Stored data:
•••

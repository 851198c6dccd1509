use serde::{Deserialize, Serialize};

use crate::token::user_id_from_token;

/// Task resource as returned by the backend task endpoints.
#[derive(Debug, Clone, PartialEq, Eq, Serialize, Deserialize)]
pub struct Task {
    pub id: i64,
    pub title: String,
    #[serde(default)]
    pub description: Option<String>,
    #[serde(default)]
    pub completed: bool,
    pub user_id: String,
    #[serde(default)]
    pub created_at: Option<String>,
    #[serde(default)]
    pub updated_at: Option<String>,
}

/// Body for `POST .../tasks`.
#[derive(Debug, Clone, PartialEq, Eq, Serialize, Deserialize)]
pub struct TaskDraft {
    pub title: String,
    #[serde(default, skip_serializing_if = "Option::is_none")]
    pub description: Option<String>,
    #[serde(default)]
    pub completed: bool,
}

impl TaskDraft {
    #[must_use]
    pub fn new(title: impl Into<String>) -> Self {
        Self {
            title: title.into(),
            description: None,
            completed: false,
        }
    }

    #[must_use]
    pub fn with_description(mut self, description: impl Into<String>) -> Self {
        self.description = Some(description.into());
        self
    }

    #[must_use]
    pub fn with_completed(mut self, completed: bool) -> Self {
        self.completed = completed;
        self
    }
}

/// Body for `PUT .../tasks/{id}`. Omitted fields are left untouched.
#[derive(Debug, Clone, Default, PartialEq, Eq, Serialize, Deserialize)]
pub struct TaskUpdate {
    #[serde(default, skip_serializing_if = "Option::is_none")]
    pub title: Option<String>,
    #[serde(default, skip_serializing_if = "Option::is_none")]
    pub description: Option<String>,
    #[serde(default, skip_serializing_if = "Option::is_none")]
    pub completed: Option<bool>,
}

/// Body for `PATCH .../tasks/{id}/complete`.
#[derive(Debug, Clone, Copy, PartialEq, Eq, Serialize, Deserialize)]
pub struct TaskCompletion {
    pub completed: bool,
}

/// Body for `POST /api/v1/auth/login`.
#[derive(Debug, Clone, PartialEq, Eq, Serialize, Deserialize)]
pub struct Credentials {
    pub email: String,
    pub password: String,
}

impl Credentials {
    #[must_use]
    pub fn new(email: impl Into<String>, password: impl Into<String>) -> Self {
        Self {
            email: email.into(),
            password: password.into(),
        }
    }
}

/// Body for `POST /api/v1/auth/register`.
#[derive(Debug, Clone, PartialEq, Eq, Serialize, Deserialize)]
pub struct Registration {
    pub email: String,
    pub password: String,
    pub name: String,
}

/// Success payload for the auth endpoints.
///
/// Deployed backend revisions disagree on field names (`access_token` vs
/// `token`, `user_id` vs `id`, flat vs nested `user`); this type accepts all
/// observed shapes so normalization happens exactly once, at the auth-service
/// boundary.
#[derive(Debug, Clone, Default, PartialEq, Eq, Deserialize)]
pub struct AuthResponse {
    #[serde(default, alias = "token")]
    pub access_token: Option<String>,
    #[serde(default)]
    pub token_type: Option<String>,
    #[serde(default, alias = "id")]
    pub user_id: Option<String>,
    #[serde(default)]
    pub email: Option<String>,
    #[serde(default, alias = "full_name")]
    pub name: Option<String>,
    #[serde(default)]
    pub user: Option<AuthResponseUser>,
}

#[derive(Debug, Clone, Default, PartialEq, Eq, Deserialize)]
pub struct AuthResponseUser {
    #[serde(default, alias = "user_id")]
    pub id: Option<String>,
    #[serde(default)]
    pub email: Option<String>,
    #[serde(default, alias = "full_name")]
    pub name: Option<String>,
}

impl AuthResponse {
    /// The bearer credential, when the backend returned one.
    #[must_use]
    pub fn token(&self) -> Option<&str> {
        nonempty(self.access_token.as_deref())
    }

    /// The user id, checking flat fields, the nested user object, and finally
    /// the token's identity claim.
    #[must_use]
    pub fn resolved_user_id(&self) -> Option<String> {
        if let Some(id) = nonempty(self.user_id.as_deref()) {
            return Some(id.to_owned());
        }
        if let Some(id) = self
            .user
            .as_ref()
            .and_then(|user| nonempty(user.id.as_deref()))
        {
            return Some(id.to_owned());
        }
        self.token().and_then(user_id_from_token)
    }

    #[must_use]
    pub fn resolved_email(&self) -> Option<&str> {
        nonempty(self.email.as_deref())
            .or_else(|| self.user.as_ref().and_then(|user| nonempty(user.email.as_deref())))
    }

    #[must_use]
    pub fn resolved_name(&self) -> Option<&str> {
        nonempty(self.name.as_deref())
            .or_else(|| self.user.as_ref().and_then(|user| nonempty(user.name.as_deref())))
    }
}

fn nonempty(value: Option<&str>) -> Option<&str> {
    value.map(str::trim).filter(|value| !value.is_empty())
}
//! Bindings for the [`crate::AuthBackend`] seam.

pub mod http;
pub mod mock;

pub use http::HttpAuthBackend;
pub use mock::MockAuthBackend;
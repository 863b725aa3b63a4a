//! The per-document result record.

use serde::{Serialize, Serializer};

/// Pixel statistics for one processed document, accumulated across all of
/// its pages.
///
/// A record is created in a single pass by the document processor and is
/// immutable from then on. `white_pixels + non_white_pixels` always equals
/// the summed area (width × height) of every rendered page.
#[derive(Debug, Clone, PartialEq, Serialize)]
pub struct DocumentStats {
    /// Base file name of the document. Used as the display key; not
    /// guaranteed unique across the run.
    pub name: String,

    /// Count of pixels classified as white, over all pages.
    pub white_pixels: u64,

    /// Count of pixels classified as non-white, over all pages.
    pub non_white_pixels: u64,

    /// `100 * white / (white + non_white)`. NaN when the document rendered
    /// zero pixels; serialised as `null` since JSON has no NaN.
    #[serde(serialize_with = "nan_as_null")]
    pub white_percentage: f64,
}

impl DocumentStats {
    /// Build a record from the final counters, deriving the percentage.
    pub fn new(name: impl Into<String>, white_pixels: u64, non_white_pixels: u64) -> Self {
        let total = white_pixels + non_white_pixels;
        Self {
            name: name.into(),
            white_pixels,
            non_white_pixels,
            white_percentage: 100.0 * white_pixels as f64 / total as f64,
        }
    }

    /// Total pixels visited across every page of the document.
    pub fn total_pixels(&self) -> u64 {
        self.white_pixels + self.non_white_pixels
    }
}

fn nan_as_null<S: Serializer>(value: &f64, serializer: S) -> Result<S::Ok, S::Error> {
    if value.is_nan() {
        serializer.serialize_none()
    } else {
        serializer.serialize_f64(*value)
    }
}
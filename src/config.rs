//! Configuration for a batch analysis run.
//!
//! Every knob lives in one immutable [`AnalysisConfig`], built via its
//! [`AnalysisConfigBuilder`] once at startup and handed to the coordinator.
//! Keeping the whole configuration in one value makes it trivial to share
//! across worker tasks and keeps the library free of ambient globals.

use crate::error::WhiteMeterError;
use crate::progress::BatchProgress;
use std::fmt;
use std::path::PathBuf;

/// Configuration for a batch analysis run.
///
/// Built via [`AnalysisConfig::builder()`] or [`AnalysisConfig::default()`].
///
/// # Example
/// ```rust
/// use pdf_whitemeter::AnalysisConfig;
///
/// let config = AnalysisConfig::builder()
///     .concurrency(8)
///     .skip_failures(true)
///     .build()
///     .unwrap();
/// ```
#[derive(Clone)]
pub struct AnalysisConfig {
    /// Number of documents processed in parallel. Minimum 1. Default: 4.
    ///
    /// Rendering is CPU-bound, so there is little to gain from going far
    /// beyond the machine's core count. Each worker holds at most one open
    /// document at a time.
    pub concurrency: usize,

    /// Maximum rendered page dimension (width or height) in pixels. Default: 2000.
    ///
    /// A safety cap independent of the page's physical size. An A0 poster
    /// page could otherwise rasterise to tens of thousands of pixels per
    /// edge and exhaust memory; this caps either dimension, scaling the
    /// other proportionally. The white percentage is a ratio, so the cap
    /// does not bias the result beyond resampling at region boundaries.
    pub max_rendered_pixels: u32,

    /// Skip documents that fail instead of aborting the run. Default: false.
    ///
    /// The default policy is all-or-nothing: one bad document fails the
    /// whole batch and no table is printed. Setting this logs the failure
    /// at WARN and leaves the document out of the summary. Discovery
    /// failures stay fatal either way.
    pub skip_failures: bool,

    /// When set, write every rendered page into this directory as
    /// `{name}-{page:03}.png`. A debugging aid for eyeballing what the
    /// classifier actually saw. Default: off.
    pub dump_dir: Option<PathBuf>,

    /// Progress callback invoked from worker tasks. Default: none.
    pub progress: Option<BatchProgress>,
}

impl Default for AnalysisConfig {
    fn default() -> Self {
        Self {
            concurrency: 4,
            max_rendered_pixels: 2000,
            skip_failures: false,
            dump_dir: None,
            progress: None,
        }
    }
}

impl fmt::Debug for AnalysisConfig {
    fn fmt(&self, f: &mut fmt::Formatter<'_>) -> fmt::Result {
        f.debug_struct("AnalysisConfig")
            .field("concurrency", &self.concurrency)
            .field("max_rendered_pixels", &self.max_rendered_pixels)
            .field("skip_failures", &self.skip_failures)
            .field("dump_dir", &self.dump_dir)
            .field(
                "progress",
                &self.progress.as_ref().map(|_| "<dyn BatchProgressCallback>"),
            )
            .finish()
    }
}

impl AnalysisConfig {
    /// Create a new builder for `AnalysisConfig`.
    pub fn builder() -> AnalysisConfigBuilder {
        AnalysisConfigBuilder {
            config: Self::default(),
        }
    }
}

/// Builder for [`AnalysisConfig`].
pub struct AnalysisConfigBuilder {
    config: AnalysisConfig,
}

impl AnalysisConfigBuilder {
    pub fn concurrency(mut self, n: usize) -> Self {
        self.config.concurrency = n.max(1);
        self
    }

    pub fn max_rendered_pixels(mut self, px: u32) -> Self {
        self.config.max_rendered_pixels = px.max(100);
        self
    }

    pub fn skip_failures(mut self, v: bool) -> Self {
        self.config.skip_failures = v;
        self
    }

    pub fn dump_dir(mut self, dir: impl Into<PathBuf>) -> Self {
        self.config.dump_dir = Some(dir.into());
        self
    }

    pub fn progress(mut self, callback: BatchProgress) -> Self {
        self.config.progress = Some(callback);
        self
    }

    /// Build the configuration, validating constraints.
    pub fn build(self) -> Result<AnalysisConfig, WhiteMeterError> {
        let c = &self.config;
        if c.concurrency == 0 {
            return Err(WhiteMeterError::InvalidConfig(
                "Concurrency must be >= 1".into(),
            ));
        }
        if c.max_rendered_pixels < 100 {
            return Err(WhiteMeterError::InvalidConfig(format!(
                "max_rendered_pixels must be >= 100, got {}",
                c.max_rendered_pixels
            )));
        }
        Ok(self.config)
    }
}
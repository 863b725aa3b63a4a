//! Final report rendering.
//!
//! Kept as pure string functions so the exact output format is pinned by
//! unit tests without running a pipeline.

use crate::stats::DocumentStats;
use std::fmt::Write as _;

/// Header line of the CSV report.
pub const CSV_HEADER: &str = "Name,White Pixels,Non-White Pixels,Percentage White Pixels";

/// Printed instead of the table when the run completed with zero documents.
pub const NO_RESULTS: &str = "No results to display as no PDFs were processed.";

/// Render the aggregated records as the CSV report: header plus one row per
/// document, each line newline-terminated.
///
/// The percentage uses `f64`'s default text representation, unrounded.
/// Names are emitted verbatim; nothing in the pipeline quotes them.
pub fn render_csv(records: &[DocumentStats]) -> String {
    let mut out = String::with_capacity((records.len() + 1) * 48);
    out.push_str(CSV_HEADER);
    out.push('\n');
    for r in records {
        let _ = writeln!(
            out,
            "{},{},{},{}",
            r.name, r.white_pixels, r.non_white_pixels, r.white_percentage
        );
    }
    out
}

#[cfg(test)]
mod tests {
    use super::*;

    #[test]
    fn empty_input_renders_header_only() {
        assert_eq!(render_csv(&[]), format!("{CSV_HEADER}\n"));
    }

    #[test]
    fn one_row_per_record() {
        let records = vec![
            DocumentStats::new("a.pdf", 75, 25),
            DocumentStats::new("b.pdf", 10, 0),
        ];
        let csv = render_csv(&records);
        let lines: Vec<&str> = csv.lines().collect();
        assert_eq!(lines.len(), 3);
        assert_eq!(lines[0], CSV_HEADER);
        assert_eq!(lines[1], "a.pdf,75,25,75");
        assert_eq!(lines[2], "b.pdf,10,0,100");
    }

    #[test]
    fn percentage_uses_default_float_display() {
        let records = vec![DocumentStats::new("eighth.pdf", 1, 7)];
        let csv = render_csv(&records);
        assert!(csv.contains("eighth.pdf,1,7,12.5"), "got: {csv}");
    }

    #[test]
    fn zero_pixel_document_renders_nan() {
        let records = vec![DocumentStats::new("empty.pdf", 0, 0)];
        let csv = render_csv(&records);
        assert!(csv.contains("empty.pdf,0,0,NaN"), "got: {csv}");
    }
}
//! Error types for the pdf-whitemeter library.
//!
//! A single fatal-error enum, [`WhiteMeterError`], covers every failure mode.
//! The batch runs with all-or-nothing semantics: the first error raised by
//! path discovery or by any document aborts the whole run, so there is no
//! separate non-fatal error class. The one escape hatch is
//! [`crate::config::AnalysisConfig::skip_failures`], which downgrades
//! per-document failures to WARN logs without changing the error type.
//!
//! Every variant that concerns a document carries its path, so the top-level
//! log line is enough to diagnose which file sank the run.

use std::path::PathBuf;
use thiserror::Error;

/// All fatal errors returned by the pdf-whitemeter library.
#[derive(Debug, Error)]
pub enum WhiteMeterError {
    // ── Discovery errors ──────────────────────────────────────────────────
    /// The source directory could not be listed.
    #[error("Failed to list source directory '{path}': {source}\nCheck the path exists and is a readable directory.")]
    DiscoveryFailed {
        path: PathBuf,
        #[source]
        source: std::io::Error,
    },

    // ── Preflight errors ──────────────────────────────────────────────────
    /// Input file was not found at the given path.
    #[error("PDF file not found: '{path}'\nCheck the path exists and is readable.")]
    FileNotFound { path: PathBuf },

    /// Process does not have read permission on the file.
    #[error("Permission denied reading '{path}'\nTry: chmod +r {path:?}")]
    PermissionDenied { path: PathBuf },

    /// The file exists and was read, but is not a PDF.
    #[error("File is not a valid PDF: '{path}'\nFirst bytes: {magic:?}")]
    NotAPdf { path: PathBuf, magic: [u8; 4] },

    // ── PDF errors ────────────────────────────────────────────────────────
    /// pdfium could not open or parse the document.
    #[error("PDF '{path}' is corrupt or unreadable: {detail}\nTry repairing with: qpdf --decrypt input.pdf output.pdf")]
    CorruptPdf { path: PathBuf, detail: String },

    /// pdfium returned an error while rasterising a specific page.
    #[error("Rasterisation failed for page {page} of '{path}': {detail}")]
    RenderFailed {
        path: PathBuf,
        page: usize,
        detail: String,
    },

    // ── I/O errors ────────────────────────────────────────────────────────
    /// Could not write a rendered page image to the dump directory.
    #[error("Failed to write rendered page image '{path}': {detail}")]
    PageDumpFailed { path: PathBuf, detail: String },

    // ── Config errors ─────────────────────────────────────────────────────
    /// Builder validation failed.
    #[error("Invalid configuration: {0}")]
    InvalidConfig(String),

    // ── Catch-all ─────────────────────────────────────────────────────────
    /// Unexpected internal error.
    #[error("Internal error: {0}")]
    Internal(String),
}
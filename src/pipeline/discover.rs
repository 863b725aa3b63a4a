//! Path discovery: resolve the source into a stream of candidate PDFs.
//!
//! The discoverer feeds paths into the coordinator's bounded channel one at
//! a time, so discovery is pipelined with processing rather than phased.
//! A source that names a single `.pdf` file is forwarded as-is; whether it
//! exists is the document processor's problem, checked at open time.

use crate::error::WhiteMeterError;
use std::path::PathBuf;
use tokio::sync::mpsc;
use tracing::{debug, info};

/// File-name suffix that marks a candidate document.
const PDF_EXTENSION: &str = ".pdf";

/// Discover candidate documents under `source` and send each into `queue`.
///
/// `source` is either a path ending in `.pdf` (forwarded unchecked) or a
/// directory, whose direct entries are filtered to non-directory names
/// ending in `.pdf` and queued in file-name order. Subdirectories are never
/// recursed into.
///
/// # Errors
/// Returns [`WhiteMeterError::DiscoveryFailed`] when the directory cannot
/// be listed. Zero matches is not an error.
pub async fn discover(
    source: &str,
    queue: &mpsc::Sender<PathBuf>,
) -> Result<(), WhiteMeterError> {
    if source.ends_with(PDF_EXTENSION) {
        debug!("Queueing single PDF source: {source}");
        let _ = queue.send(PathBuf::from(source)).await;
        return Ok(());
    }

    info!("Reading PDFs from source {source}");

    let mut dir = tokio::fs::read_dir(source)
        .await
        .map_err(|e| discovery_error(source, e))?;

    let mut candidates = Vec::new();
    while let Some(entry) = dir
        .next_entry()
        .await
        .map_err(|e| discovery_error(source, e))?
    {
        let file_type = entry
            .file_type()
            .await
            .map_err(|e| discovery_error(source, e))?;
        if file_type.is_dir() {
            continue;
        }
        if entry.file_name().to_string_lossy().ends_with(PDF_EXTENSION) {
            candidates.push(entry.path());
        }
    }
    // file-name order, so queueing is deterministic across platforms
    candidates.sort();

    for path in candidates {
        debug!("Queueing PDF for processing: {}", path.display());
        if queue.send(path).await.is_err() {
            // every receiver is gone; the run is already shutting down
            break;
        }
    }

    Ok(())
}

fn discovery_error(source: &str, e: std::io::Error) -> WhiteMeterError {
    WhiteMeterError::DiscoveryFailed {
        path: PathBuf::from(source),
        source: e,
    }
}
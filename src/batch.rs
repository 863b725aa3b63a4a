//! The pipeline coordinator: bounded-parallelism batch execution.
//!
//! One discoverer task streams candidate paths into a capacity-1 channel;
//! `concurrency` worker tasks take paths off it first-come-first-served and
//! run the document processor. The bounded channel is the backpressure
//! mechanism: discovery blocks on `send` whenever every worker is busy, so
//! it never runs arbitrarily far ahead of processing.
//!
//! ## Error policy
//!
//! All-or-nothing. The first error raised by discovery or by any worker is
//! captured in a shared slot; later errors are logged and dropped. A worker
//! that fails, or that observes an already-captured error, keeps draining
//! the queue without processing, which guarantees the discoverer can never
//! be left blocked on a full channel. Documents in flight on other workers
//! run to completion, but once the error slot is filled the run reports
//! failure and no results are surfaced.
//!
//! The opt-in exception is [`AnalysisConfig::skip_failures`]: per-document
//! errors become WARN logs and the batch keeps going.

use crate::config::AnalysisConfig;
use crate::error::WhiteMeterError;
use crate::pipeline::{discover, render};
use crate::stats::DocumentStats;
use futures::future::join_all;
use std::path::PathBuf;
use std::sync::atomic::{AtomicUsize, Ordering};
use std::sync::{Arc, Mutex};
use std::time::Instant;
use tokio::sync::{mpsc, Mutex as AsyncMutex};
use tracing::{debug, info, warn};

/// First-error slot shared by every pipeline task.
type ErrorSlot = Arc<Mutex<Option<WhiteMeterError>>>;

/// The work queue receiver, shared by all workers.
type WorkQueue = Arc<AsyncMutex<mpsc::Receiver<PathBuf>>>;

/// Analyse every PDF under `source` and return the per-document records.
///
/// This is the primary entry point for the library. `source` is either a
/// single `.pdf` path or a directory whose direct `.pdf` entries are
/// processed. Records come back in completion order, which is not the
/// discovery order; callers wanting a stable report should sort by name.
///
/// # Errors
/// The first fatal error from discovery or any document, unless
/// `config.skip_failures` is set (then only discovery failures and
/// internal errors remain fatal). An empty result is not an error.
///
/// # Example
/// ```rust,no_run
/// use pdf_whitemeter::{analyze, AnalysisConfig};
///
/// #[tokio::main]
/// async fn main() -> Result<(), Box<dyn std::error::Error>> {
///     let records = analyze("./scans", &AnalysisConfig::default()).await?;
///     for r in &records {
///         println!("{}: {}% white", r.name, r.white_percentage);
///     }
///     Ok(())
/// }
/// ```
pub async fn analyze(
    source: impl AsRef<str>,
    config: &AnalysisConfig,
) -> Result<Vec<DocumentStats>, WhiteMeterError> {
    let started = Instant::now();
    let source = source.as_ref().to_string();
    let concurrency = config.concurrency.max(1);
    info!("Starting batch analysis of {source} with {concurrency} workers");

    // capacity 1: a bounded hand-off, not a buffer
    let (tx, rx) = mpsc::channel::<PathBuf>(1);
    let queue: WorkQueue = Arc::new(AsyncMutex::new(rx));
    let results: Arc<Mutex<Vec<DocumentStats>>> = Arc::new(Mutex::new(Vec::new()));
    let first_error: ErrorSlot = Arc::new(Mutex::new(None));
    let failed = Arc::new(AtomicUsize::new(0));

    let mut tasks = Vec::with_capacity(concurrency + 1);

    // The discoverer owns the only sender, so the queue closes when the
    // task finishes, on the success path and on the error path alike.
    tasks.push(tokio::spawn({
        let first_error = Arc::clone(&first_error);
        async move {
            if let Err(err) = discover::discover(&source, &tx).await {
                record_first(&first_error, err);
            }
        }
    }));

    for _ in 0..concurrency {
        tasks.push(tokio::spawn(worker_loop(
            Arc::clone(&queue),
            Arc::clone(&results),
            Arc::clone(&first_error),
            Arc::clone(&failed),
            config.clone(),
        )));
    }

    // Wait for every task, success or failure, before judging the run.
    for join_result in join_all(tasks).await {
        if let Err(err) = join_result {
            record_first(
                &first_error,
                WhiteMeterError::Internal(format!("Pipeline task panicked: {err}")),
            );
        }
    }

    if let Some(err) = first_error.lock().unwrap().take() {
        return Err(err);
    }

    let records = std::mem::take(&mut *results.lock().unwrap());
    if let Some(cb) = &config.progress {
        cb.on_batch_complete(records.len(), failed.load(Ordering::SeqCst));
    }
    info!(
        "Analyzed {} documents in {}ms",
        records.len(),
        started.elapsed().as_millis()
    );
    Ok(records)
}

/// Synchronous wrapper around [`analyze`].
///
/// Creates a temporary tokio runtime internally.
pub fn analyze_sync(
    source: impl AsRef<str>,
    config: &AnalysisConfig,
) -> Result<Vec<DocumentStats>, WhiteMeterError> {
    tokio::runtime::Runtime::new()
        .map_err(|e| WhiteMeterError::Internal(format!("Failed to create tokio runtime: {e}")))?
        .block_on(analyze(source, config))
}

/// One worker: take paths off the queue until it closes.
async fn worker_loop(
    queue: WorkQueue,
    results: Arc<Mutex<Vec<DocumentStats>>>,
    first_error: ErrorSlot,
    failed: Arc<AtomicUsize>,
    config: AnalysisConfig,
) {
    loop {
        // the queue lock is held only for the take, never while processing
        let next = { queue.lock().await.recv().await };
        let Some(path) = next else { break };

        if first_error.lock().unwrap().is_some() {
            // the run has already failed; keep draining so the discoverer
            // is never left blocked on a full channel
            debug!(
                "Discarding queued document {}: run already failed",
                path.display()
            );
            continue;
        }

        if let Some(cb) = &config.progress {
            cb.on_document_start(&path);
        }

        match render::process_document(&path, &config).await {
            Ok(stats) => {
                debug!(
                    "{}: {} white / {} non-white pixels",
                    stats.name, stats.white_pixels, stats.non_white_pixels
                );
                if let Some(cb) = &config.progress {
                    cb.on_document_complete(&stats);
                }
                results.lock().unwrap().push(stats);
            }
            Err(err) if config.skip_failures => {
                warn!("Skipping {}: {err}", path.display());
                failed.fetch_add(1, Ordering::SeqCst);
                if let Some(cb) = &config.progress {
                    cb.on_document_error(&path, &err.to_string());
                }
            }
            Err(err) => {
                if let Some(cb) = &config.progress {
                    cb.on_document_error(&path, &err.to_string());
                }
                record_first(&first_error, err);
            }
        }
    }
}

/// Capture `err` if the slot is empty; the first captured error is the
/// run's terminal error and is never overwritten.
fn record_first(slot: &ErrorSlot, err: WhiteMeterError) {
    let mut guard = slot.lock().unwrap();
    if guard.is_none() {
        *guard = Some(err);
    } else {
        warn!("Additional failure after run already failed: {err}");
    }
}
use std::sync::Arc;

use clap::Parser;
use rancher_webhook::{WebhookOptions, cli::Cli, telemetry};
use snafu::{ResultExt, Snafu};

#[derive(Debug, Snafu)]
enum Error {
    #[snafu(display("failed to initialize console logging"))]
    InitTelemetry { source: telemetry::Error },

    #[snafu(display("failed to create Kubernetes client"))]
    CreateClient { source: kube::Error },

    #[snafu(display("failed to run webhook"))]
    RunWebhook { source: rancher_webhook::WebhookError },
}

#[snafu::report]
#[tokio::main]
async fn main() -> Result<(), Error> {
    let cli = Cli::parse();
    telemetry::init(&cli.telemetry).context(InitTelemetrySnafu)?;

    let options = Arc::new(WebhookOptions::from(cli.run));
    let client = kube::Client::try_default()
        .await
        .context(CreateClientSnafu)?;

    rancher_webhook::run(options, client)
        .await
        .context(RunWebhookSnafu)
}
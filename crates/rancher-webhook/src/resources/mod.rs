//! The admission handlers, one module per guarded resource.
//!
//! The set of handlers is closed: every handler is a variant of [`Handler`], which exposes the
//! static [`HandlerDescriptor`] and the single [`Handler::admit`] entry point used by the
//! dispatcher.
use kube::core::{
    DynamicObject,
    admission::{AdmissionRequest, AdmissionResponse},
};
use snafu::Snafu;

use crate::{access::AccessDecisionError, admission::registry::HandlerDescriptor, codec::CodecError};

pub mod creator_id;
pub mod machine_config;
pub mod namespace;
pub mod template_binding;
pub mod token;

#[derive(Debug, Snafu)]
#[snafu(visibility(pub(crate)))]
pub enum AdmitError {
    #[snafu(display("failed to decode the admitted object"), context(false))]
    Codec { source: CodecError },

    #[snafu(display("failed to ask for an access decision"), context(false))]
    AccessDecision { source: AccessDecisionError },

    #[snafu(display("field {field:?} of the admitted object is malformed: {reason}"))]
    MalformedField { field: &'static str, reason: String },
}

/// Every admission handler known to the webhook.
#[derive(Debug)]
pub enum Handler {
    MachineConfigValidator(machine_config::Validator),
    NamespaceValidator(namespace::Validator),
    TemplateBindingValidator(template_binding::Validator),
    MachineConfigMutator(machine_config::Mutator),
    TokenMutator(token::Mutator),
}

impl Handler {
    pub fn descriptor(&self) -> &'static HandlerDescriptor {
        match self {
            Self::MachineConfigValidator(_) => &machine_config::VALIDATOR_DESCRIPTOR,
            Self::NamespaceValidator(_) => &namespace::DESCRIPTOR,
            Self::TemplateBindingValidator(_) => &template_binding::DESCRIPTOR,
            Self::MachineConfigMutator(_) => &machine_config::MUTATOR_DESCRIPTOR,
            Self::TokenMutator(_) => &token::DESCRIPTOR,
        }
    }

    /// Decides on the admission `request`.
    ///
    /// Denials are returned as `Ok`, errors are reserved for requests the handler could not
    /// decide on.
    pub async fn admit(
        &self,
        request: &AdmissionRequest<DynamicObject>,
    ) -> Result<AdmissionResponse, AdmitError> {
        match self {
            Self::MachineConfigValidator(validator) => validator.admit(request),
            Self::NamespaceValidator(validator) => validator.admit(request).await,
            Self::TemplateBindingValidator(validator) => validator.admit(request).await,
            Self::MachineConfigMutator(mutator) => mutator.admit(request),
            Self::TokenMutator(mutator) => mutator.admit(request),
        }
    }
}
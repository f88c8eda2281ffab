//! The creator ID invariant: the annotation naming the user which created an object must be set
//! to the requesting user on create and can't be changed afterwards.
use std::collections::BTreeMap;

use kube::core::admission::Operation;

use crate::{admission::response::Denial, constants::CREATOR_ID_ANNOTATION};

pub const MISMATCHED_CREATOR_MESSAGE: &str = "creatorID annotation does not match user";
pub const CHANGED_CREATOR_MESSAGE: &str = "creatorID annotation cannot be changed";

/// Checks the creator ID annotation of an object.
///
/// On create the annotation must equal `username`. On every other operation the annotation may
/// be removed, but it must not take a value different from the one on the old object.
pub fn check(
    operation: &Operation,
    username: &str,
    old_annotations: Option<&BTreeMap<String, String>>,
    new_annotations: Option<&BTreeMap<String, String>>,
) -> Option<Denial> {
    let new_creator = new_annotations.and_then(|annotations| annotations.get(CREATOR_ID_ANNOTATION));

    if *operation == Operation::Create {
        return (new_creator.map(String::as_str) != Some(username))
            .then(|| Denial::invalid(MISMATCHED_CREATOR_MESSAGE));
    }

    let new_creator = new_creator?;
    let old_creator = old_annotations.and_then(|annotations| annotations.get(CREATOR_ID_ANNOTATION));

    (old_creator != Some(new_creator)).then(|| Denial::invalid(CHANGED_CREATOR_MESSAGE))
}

•••

Task prompt: Which lines in the records above contain the string "completed"? Copy each one.

Answer to this task:
    pub completed: bool,
    pub completed: bool,
            completed: false,
    pub fn with_completed(mut self, completed: bool) -> Self {
        self.completed = completed;
    pub completed: Option<bool>,
    pub completed: bool,
/// Printed instead of the table when the run completed with zero documents.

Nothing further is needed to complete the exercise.